Start of DATA RECORDS

//! [`Command`] for exporting a [`Meldung`] thread as a PDF document.

use std::collections::HashMap;

use common::operations::{By, Select};
use derive_more::{Display, Error, From};
use itertools::Itertools as _;
use tracerr::Traced;
use tracing as log;

use crate::{
    domain::{meldung, message, user, Meldung, Message, User},
    infra::{
        database,
        document::{Document, Jpeg},
        image::Fetch,
        Database,
    },
    read, Service,
};

use super::Command;

/// [`Command`] for rendering the thread of a [`Meldung`] into a paginated PDF
/// document.
///
/// Image [`Attachment`]s are downloaded and embedded, other
/// [`Attachment`]s are left out.
///
/// [`Attachment`]: crate::domain::message::Attachment
#[derive(Clone, Copy, Debug)]
pub struct ExportMeldungThread {
    /// ID of the [`User`] requesting the export.
    pub user_id: user::Id,

    /// [`user::Role`] of the requesting [`User`].
    pub role: user::Role,

    /// ID of the [`Meldung`] to export.
    pub meldung_id: meldung::Id,
}

impl<Db, Bill> Command<ExportMeldungThread> for Service<Db, Bill>
where
    Db: Database<
            Select<By<read::meldung::Chain, meldung::Id>>,
            Ok = read::meldung::Chain,
            Err = Traced<database::Error>,
        > + Database<
            Select<By<Vec<Message>, meldung::Id>>,
            Ok = Vec<Message>,
            Err = Traced<database::Error>,
        > + Database<
            Select<By<HashMap<user::Id, User>, Vec<user::Id>>>,
            Ok = HashMap<user::Id, User>,
            Err = Traced<database::Error>,
        >,
{
    type Ok = Vec<u8>;
    type Err = Traced<ExecutionError>;

    async fn execute(
        &self,
        cmd: ExportMeldungThread,
    ) -> Result<Self::Ok, Self::Err> {
        use ExecutionError as E;

        let ExportMeldungThread {
            user_id,
            role,
            meldung_id,
        } = cmd;

        let chain = self
            .database()
            .execute(Select(By::<read::meldung::Chain, _>::new(meldung_id)))
            .await
            .map_err(tracerr::map_from_and_wrap!(=> E))?;
        if chain.meldung.is_none() {
            return Err(tracerr::new!(E::MeldungNotExists(meldung_id)));
        }
        if !chain.grants(user_id, role) {
            return Err(tracerr::new!(E::Forbidden(meldung_id)));
        }
        let read::meldung::Chain {
            meldung: Some(meldung),
            unit,
            property,
            ..
        } = chain
        else {
            return Err(tracerr::new!(E::MeldungNotExists(meldung_id)));
        };

        let messages = self
            .database()
            .execute(Select(By::<Vec<Message>, _>::new(meldung_id)))
            .await
            .map_err(tracerr::map_from_and_wrap!(=> E))?;
        let users = self
            .database()
            .execute(Select(By::<HashMap<_, User>, _>::new(
                messages
                    .iter()
                    .map(|m| m.sender.user_id)
                    .chain([meldung.reporter_id])
                    .unique()
                    .collect::<Vec<_>>(),
            )))
            .await
            .map_err(tracerr::map_from_and_wrap!(=> E))?;
        let name_of = |id: &user::Id| {
            users
                .get(id)
                .map_or_else(|| "Unbekannt".to_owned(), |u| u.name.to_string())
        };

        let mut doc = Document::new();
        render_header(
            &mut doc,
            &meldung,
            &name_of(&meldung.reporter_id),
            unit.as_ref().map(|u| u.label.to_string()),
            property.as_ref().map(|p| p.address.to_string()),
        );
        for msg in &messages {
            _ = doc
                .gap()
                .label(format!(
                    "{} ({}), {}",
                    name_of(&msg.sender.user_id),
                    msg.sender.role,
                    msg.created_at,
                ))
                .paragraph(&msg.content);
            for image in msg.attachments.iter().filter(|a| a.is_image()) {
                self.embed_image(&mut doc, image).await;
            }
        }

        log::debug!(
            "exported `Meldung(id: {meldung_id})` with {} messages into {} \
             pages",
            messages.len(),
            doc.pages(),
        );

        Ok(doc.render())
    }
}

impl<Db, Bill> Service<Db, Bill> {
    /// Downloads and embeds the provided image [`Attachment`] into the
    /// [`Document`], falling back to its URL if it cannot be embedded.
    ///
    /// [`Attachment`]: message::Attachment
    async fn embed_image(
        &self,
        doc: &mut Document,
        image: &message::Attachment,
    ) {
        _ = doc.label(format!("Bild: {}", image.name));
        let data = match self.images().execute(Fetch(image.url.clone())).await
        {
            Ok(data) => data,
            Err(e) => {
                log::warn!("failed to download image `{}`: {e}", image.url);
                _ = doc.paragraph(format!("<{}>", image.url));
                return;
            }
        };
        if let Some(jpeg) = Jpeg::parse(data) {
            _ = doc.image(jpeg);
        } else {
            log::debug!("image `{}` is not a JPEG", image.url);
            _ = doc.paragraph(format!("<{}>", image.url));
        }
    }
}

/// Renders the title block of the exported [`Meldung`].
fn render_header(
    doc: &mut Document,
    meldung: &Meldung,
    reporter: &str,
    unit: Option<String>,
    address: Option<String>,
) {
    _ = doc
        .heading(&meldung.title)
        .label(format!("Status: {}", meldung.status))
        .label(format!("Gemeldet von: {reporter}, {}", meldung.created_at));
    if let Some(unit) = unit {
        _ = doc.label(format!("Einheit: {unit}"));
    }
    if let Some(address) = address {
        _ = doc.label(format!("Adresse: {address}"));
    }
    _ = doc.gap().paragraph(&meldung.description);
}

/// Error of [`ExportMeldungThread`] [`Command`] execution.
#[derive(Debug, Display, Error, From)]
pub enum ExecutionError {
    /// [`Database`] error.
    #[display("`Database` operation failed: {_0}")]
    Db(database::Error),

    /// [`Meldung`] doesn't exist.
    #[display("`Meldung(id: {_0})` does not exist")]
    #[from(ignore)]
    MeldungNotExists(#[error(not(source))] meldung::Id),

    /// [`User`] may not access the [`Meldung`] thread.
    #[display("`Meldung(id: {_0})` thread is not accessible")]
    #[from(ignore)]
    Forbidden(#[error(not(source))] meldung::Id),
}

#[cfg(test)]
mod spec {
    use std::{collections::HashMap, sync::Arc};

    use crate::{
        command::SendMessage,
        domain::{
            meldung,
            message::{self, Attachment, Receiver},
            property, unit, user,
        },
        infra::{document, Images},
        spec::service,
        Command as _,
    };

    use super::{ExecutionError, ExportMeldungThread};

    #[tokio::test]
    async fn renders_thread_with_images_only() {
        let (mut svc, _) = service();
        svc.images = Images::Fixed(Arc::new(HashMap::from([(
            "https://files.example.org/heizung.jpg".to_owned(),
            document::spec::jpeg(320, 240),
        )])));
        let owner = user::spec::with_role(user::Role::Landlord);
        let reporter = user::spec::with_role(user::Role::Tenant);
        let property = property::spec::owned_by(owner.id);
        let unit = unit::spec::vacant(property.id);
        let meldung = meldung::spec::filed(unit.id, reporter.id);
        svc.database().put(owner.clone());
        svc.database().put(reporter.clone());
        svc.database().put(property);
        svc.database().put(unit);
        svc.database().put(meldung.clone());

        let attachment = |name: &str, mime: &str| Attachment {
            name: name.into(),
            url: format!("https://files.example.org/{name}"),
            mime: mime.into(),
        };
        _ = svc
            .execute(SendMessage {
                sender_id: reporter.id,
                role: user::Role::Tenant,
                meldung_id: meldung.id,
                receiver: Receiver {
                    role: user::Role::Landlord,
                    user_id: Some(owner.id),
                },
                content: message::Content::new("Siehe Fotos.").unwrap(),
                attachments: vec![
                    attachment("heizung.jpg", "image/jpeg"),
                    attachment("vertrag.pdf", "application/pdf"),
                    attachment("zaehler.jpg", "image/jpeg"),
                ],
            })
            .await
            .unwrap();

        let pdf = svc
            .execute(ExportMeldungThread {
                user_id: owner.id,
                role: user::Role::Landlord,
                meldung_id: meldung.id,
            })
            .await
            .unwrap();
        let text = String::from_utf8_lossy(&pdf);

        assert!(text.starts_with("%PDF-1.4"));
        assert!(text.contains("(Siehe Fotos.) Tj"));
        assert!(text.contains("/Subtype /Image /Width 320 /Height 240"));
        assert!(text.contains("/Im1 Do"));
        assert!(!text.contains("/Im2"));
        assert!(text.contains("(Bild: heizung.jpg) Tj"));
        assert!(!text.contains("<https://files.example.org/heizung.jpg>"));
        assert!(text.contains("(<https://files.example.org/zaehler.jpg>) Tj"));
        assert!(!text.contains("vertrag.pdf"));
    }

    #[tokio::test]
    async fn outsiders_cannot_export() {
        let (svc, _) = service();
        let owner = user::spec::with_role(user::Role::Landlord);
        let property = property::spec::owned_by(owner.id);
        let unit = unit::spec::vacant(property.id);
        let meldung = meldung::spec::filed(unit.id, user::Id::new());
        svc.database().put(owner);
        svc.database().put(property);
        svc.database().put(unit);
        svc.database().put(meldung.clone());

        let err = svc
            .execute(ExportMeldungThread {
                user_id: user::Id::new(),
                role: user::Role::Craftsman,
                meldung_id: meldung.id,
            })
            .await
            .unwrap_err();
        assert!(matches!(err.as_ref(), ExecutionError::Forbidden(_)));

        let err = svc
            .execute(ExportMeldungThread {
                user_id: user::Id::new(),
                role: user::Role::Tenant,
                meldung_id: meldung::Id::new(),
            })
            .await
            .unwrap_err();
        assert!(matches!(err.as_ref(), ExecutionError::MeldungNotExists(_)));
    }
}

End of DATA RECORDS

WHAT IS BEING ASKED> Using the listing above, gather each line that holds the string "crate" and copy it.

TASK OUTPUT>
use crate::{
/// [`Attachment`]: crate::domain::message::Attachment
    use crate::{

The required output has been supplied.